House Minority Leader Nancy Pelosi issued a statement today attacking the Trump administration for brining suit against the state of California for enacting laws the interfere with federal enforcement of the immigration laws, which under the Constitution are the responsibility of the federal government.
In her statement, referring to the illegal aliens who would be deported if the Trump administration succeeded in enforcing the immigration law, Pelosi said they “make America more American.”
“The people of California will not be bowed by the Trump Administration’s brazen aggression and intimidation tactics,” she said. “Californians will continue to proudly keep open doors to the immigrants who make America more American. We will fight this sham lawsuit and will fight all cowardly attacks on our immigrant communities.”
Attorney General Jeff Sessions announced the federal government’s lawsuit against California in a speech today to the California Peace Officers’ Association.
“[T]he Justice Department has filed a legal action against the State of California, Governor of California Jerry Brown, and Attorney General of California Xavier Becerra, seeking both declaratory and injunctive relief based upon the enactment and implementation of certain provisions of three California laws—Assembly Bill 450 (AB 450); Senate Bill 54 (SB 54); and Assembly Bill 103 (AB 103)—which intentionally obstruct and discriminate against the enforcement of federal immigration law,” the Justice Department said in a statement.
“The complaint contends that the laws in question are preempted by federal law and impermissibly target the Federal Government, and therefore violate the Supremacy Clause of the United States Constitution,” the DOJ statement said.
The DOJ statement explained the three California laws in question.
“AB 450 prohibits private employers from voluntarily cooperating with federal immigration officials—including officials conducting worksite enforcement efforts and other enforcement operations,” it said. “It also requires that private employers notify employees in advance of a potential worksite, enforcement inspection—despite clear federal law that has been on the books for approximately three decades that has no such requirements.”
“SB 54 restricts state and local law enforcement officials from providing information to federal immigration authorities about the release date of removable criminal aliens who are in their custody,” DOJ said.
“These criminal aliens are subject to removal from the United States under federal immigration law, and SB 54 interferes with federal immigration authorities’ ability to carry out their responsibilities under federal law,” it said.
“SB 54 also violates 8 USC 1373, a law enacted by Congress, which promotes information sharing related to immigration enforcement,” said DOJ. “The state law also prohibits the actual transfer of criminal aliens to federal custody, which creates a dangerous operating environment for ICE agents executing arrests in non-custodial settings.”
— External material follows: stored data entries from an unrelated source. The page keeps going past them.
// Copyright 2025 the Understory Authors
// SPDX-License-Identifier: Apache-2.0 OR MIT

//! Toggle controller: pointer state in, timeline label out.
//!
//! ## Usage
//!
//! 1) Build a [`ToggleButton`] with [`ToggleButton::new`], passing the target and
//!    [`ToggleOptions`]. The controller subscribes to the four pointer events and
//!    shows the idle label of the initial value.
//! 2) When the host delivers one of the subscribed events, call
//!    [`ToggleButton::handle_event`] (or [`ToggleButton::handle_named`]).
//! 3) Drive the value from outside with [`ToggleButton::set_value`], for example to
//!    keep a [`RadioGroup`](crate::group::RadioGroup) exclusive.
//! 4) Call [`ToggleButton::set_enabled`] with `false` to detach from the target.
//!
//! ## State table
//!
//! | event       | hovered | pressed | checked  | visual shown                 |
//! |-------------|---------|---------|----------|------------------------------|
//! | `mousedown` | -       | `true`  | flipped  | down                         |
//! | `pressup`   | -       | `false` | -        | over if hovered, else out    |
//! | `rollover`  | `true`  | -       | -        | down if pressed, else over   |
//! | `rollout`   | `false` | -       | -        | over if pressed, else out    |
//!
//! A press commits the new value immediately, so the down visual is that of the
//! new checked value. Rolling out while pressed keeps the over visual.

use crate::label::{Label, ToggleLabels, Visual};
use crate::target::{Cursor, HitRegion, ListenerId, PointerEventKind, ToggleTarget};

bitflags::bitflags! {
    #[derive(Clone, Copy, Debug, PartialEq, Eq, Hash)]
    struct ButtonFlags: u8 {
        const CHECKED = 1 << 0;
        const HOVERED = 1 << 1;
        const PRESSED = 1 << 2;
        const ENABLED = 1 << 3;
        /// The pause-preserving reset decorator was installed by this controller.
        const RESET_WRAPPED = 1 << 4;
        /// The target has no pointer events; the controller does nothing.
        const INERT = 1 << 5;
    }
}

/// How a resolved label is applied to the target timeline.
#[derive(Clone, Copy, Debug, Default, PartialEq, Eq, Hash)]
pub enum PlaybackMode {
    /// Seek to the label and stop.
    #[default]
    Stop,
    /// Seek to the label and keep playing.
    Play,
}

/// Construction options for a [`ToggleButton`].
///
/// `H` is the target's [`ToggleTarget::HitArea`] type.
#[derive(Clone, Debug)]
pub struct ToggleOptions<H> {
    labels: ToggleLabels,
    mode: PlaybackMode,
    listener: ListenerId,
    hit_area: Option<H>,
    hit_label: Option<Label>,
    checked: bool,
}

impl<H> Default for ToggleOptions<H> {
    fn default() -> Self {
        Self {
            labels: ToggleLabels::default(),
            mode: PlaybackMode::Stop,
            listener: ListenerId::default(),
            hit_area: None,
            hit_label: None,
            checked: false,
        }
    }
}

impl<H> ToggleOptions<H> {
    /// Default labels, seek-and-stop, unchecked, no hit area.
    #[must_use]
    pub fn new() -> Self {
        Self::default()
    }

    /// Replaces the whole label table.
    #[must_use]
    pub fn labels(mut self, labels: ToggleLabels) -> Self {
        self.labels = labels;
        self
    }

    /// Sets the label for one checked value and visual.
    #[must_use]
    pub fn label(mut self, checked: bool, visual: Visual, label: impl Into<Label>) -> Self {
        self.labels.set(checked, visual, label);
        self
    }

    /// Chooses between seek-and-stop and seek-and-play.
    #[must_use]
    pub fn mode(mut self, mode: PlaybackMode) -> Self {
        self.mode = mode;
        self
    }

    /// The id the controller subscribes with.
    #[must_use]
    pub fn listener(mut self, listener: ListenerId) -> Self {
        self.listener = listener;
        self
    }

    /// A separate object to install as the target's hit-test surface.
    #[must_use]
    pub fn hit_area(mut self, area: H) -> Self {
        self.hit_area = Some(area);
        self
    }

    /// The hit area frame that defines the clickable bounds.
    ///
    /// When set, the hit area's actions are disabled and it is stopped at this label
    /// before being installed.
    #[must_use]
    pub fn hit_label(mut self, label: impl Into<Label>) -> Self {
        self.hit_label = Some(label.into());
        self
    }

    /// The initial checked value.
    #[must_use]
    pub fn checked(mut self, checked: bool) -> Self {
        self.checked = checked;
        self
    }
}

/// Snapshot of a toggle's interaction state.
#[derive(Clone, Copy, Debug, Default, PartialEq, Eq)]
pub struct ToggleState {
    /// The toggle value.
    pub checked: bool,
    /// Pointer is over the target.
    pub hovered: bool,
    /// Pointer is pressed on the target.
    pub pressed: bool,
    /// The controller is subscribed to the target's events.
    pub enabled: bool,
}

/// Binds hover/press/checked state on a target to one of six timeline labels.
///
/// The controller does not own its target. Every method that touches the target
/// takes it explicitly, and must be given the same target the controller was built
/// with.
///
/// ```
/// # use understory_toggle::target::*;
/// # use understory_toggle::label::Label;
/// # #[derive(Default)] struct Clip { shown: Option<Label> }
/// # struct NoHit;
/// # impl HitRegion for NoHit {
/// #     fn set_actions_enabled(&mut self, _: bool) {}
/// #     fn timeline(&mut self) -> Option<&mut dyn Timeline> { None }
/// # }
/// # impl PointerEvents for Clip {
/// #     fn subscribe(&mut self, _: PointerEventKind, _: ListenerId) {}
/// #     fn unsubscribe(&mut self, _: PointerEventKind, _: ListenerId) {}
/// # }
/// # impl Timeline for Clip {
/// #     fn seek_and_stop(&mut self, label: &Label) { self.shown = Some(label.clone()); }
/// #     fn seek_and_play(&mut self, label: &Label) { self.shown = Some(label.clone()); }
/// #     fn is_paused(&self) -> bool { true }
/// #     fn set_paused(&mut self, _: bool) {}
/// # }
/// # impl ToggleTarget for Clip {
/// #     type HitArea = NoHit;
/// #     fn pointer_events(&mut self) -> Option<&mut dyn PointerEvents> { Some(self) }
/// #     fn timeline(&mut self) -> Option<&mut dyn Timeline> { Some(self) }
/// #     fn set_cursor(&mut self, _: Option<Cursor>) {}
/// #     fn set_mouse_children(&mut self, _: bool) {}
/// #     fn set_hit_area(&mut self, _: NoHit) {}
/// # }
/// use understory_toggle::{ToggleButton, ToggleOptions};
///
/// let mut clip = Clip::default();
/// let mut toggle = ToggleButton::new(&mut clip, ToggleOptions::new());
/// assert_eq!(clip.shown, Some(Label::from("outFalse")));
///
/// toggle.handle_event(&mut clip, Some(PointerEventKind::MouseDown));
/// assert!(toggle.value());
/// assert_eq!(clip.shown, Some(Label::from("downTrue")));
///
/// toggle.handle_event(&mut clip, Some(PointerEventKind::PressUp));
/// assert_eq!(clip.shown, Some(Label::from("outTrue")));
/// ```
///
/// A controller is not `Clone`: its [`ListenerId`] and the reset decorator it
/// installed belong to exactly one subscription on the target.
///
/// ```compile_fail
/// fn assert_clone<T: Clone>() {}
/// assert_clone::<understory_toggle::ToggleButton>();
/// ```
#[derive(Debug)]
pub struct ToggleButton {
    labels: ToggleLabels,
    mode: PlaybackMode,
    listener: ListenerId,
    flags: ButtonFlags,
    visual: Visual,
}

impl ToggleButton {
    /// Binds a controller to `target`.
    ///
    /// Marks the target's children non-interactive, installs the hit area if one was
    /// given, enables the controller and shows the idle label of the initial value.
    ///
    /// If the target has no pointer events the controller is inert: it never touches
    /// the target and ignores all events.
    pub fn new<T: ToggleTarget>(target: &mut T, options: ToggleOptions<T::HitArea>) -> Self {
        let ToggleOptions {
            labels,
            mode,
            listener,
            hit_area,
            hit_label,
            checked,
        } = options;

        let mut flags = ButtonFlags::empty();
        flags.set(ButtonFlags::CHECKED, checked);
        let mut button = Self {
            labels,
            mode,
            listener,
            flags,
            visual: Visual::Out,
        };

        if target.pointer_events().is_none() {
            log::debug!("toggle {listener:?}: target has no pointer events, controller is inert");
            button.flags.insert(ButtonFlags::INERT);
            return button;
        }

        target.set_mouse_children(false);

        if let Some(mut area) = hit_area {
            if let Some(label) = hit_label {
                area.set_actions_enabled(false);
                if let Some(timeline) = area.timeline() {
                    timeline.seek_and_stop(&label);
                }
            }
            target.set_hit_area(area);
        }

        button.set_enabled(target, true);
        button.handle_event(target, None);
        button
    }

    /// Whether the controller was built for a target without pointer events.
    #[must_use]
    pub fn is_inert(&self) -> bool {
        self.flags.contains(ButtonFlags::INERT)
    }

    /// Whether the controller is subscribed to the target's events.
    #[must_use]
    pub fn is_enabled(&self) -> bool {
        self.flags.contains(ButtonFlags::ENABLED)
    }

    /// Subscribes to or unsubscribes from the target.
    ///
    /// Enabling sets the pointer cursor, subscribes the four [`PointerEventKind`]s and
    /// installs pause preservation on the target's [`ResetHook`](crate::target::ResetHook).
    /// Disabling undoes exactly that. Setting the current value again does nothing.
    pub fn set_enabled<T: ToggleTarget + ?Sized>(&mut self, target: &mut T, enabled: bool) {
        if self.is_inert() || self.is_enabled() == enabled {
            return;
        }
        let Some(events) = target.pointer_events() else {
            log::debug!("toggle {:?}: target lost its pointer events", self.listener);
            return;
        };

        if enabled {
            for kind in PointerEventKind::ALL {
                events.subscribe(kind, self.listener);
            }
            target.set_cursor(Some(Cursor::Pointer));
            if let Some(hook) = target.reset_hook()
                && hook.install_preserve_paused()
            {
                self.flags.insert(ButtonFlags::RESET_WRAPPED);
            }
        } else {
            for kind in PointerEventKind::ALL {
                events.unsubscribe(kind, self.listener);
            }
            target.set_cursor(None);
            if self.flags.contains(ButtonFlags::RESET_WRAPPED) {
                if let Some(hook) = target.reset_hook() {
                    hook.remove_preserve_paused();
                }
                self.flags.remove(ButtonFlags::RESET_WRAPPED);
            }
        }

        self.flags.set(ButtonFlags::ENABLED, enabled);
        log::debug!("toggle {:?}: enabled = {enabled}", self.listener);
    }

    /// Processes a delivered pointer event and shows the resulting label.
    ///
    /// `None` is the synthetic evaluation used at construction and takes the
    /// `rollout` branch. Events are ignored while disabled or inert; otherwise the
    /// shown label is returned.
    pub fn handle_event<T: ToggleTarget + ?Sized>(
        &mut self,
        target: &mut T,
        event: Option<PointerEventKind>,
    ) -> Option<&Label> {
        if self.is_inert() || !self.is_enabled() {
            log::trace!("toggle {:?}: ignoring {event:?}", self.listener);
            return None;
        }

        let pressed = self.flags.contains(ButtonFlags::PRESSED);
        let hovered = self.flags.contains(ButtonFlags::HOVERED);
        let visual = match event {
            Some(PointerEventKind::MouseDown) => {
                self.flags.insert(ButtonFlags::PRESSED);
                self.flags.toggle(ButtonFlags::CHECKED);
                Visual::Down
            }
            Some(PointerEventKind::PressUp) => {
                self.flags.remove(ButtonFlags::PRESSED);
                if hovered { Visual::Over } else { Visual::Out }
            }
            Some(PointerEventKind::RollOver) => {
                self.flags.insert(ButtonFlags::HOVERED);
                if pressed { Visual::Down } else { Visual::Over }
            }
            Some(PointerEventKind::RollOut) | None => {
                self.flags.remove(ButtonFlags::HOVERED);
                if pressed { Visual::Over } else { Visual::Out }
            }
        };

        Some(self.show(target, visual))
    }

    /// Like [`handle_event`](Self::handle_event), taking a DOM-style event name.
    ///
    /// Unrecognized names take the `rollout` branch.
    pub fn handle_named<T: ToggleTarget + ?Sized>(
        &mut self,
        target: &mut T,
        name: &str,
    ) -> Option<&Label> {
        self.handle_event(target, name.parse().ok())
    }

    /// The toggle value.
    #[must_use]
    pub fn value(&self) -> bool {
        self.flags.contains(ButtonFlags::CHECKED)
    }

    /// Writes the toggle value and refreshes the shown label.
    ///
    /// Hover and press state are kept, and subscriptions are not touched, so this
    /// does not look like a user press.
    pub fn set_value<T: ToggleTarget + ?Sized>(&mut self, target: &mut T, checked: bool) {
        self.flags.set(ButtonFlags::CHECKED, checked);
        if self.is_inert() {
            return;
        }
        let visual = Visual::from_pointer(
            self.flags.contains(ButtonFlags::HOVERED),
            self.flags.contains(ButtonFlags::PRESSED),
        );
        self.show(target, visual);
    }

    /// Re-applies the current label to the target without changing state.
    pub fn refresh<T: ToggleTarget + ?Sized>(&mut self, target: &mut T) -> Option<&Label> {
        if self.is_inert() {
            return None;
        }
        Some(self.show(target, self.visual))
    }

    /// The visual currently shown.
    #[must_use]
    pub fn visual(&self) -> Visual {
        self.visual
    }

    /// The label currently shown.
    #[must_use]
    pub fn active_label(&self) -> &Label {
        self.labels.get(self.value(), self.visual)
    }

    /// The label table.
    #[must_use]
    pub fn labels(&self) -> &ToggleLabels {
        &self.labels
    }

    /// How labels are applied.
    #[must_use]
    pub fn mode(&self) -> PlaybackMode {
        self.mode
    }

    /// The id used for subscriptions.
    #[must_use]
    pub fn listener(&self) -> ListenerId {
        self.listener
    }

    /// Snapshot of the interaction state.
    #[must_use]
    pub fn state(&self) -> ToggleState {
        ToggleState {
            checked: self.value(),
            hovered: self.flags.contains(ButtonFlags::HOVERED),
            pressed: self.flags.contains(ButtonFlags::PRESSED),
            enabled: self.is_enabled(),
        }
    }

    fn show<T: ToggleTarget + ?Sized>(&mut self, target: &mut T, visual: Visual) -> &Label {
        self.visual = visual;
        let label = self.labels.get(self.value(), visual);
        log::trace!("toggle {:?}: showing {label}", self.listener);
        match target.timeline() {
            Some(timeline) => match self.mode {
                PlaybackMode::Stop => timeline.seek_and_stop(label),
                PlaybackMode::Play => timeline.seek_and_play(label),
            },
            None => log::trace!("toggle {:?}: target not playable, skipped {label}", self.listener),
        }
        label
    }
}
“AB 103 imposes a state-run inspection and review scheme of the federal detention of aliens held in facilities pursuant to federal contracts,” said DOJ. “This includes review of immigration processes and the circumstances in which aliens were apprehended, and also requires access to privileged federal records that are under ICE’s control. With this law, California is trying to regulate federal immigration detention, which it cannot do under the Constitution.”
Pelosi defended what California has done to thwart federal enforcement of federal immigration laws, saying that what the Trump Administration is trying to do contradicts the system of government created by the Founding Fathers.
“The Trump Administration’s attacks on California are unacceptable in the federal system of government our Founders created,” she said. “We have a system of checks and balances – not a system in which the executive branch can unilaterally bend states to its will. The federal government cannot force states and localities to participate in the cruel roundup of immigrant families, which spreads fear and thwarts cooperation with local law enforcement.”
The Department of Justice explained what it understands to be the constitutional basis for federal—as opposed to state—authority over immigration law in its suit against California:
“The Constitution affords Congress the power to ‘establish an uniform Rule of Naturalization,’ U.S. Const., art. I § 8, cl. 4, and to “regulate Commerce with foreign Nations,” U.S. Const., art. I § 8, cl. 3, and affords the President of the United States the authority to ‘take Care that the Laws be faithfully executed.’ U.S. Const., art. II § 3.
“The Supremacy Clause of the Constitution mandates that ‘[t]his Constitution, and the Laws of the United States which shall be made in Pursuance thereof . . . shall be the supreme Law of the Land . . . any Thing in the Constitution or Laws of any State to the Contrary notwithstanding.’ U.S. Const., art. VI, cl. 2. Thus, a state enactment is invalid if it ‘stands as an obstacle to the accomplishment and execution of the full purposes and objectives of Congress,’ Hines v. Davidowitz, 312 U.S. 52, 67 (1941), or if it ‘discriminate[s] against the United States or those with whom it deals,’ South Carolina v. Baker, 485 U.S. 505, 523 (1988).
“Based on its enumerated powers and its constitutional power as a sovereign to control and conduct relations with foreign nations, the United States has broad authority to establish immigration laws, the execution of which the States cannot obstruct or discriminate against.”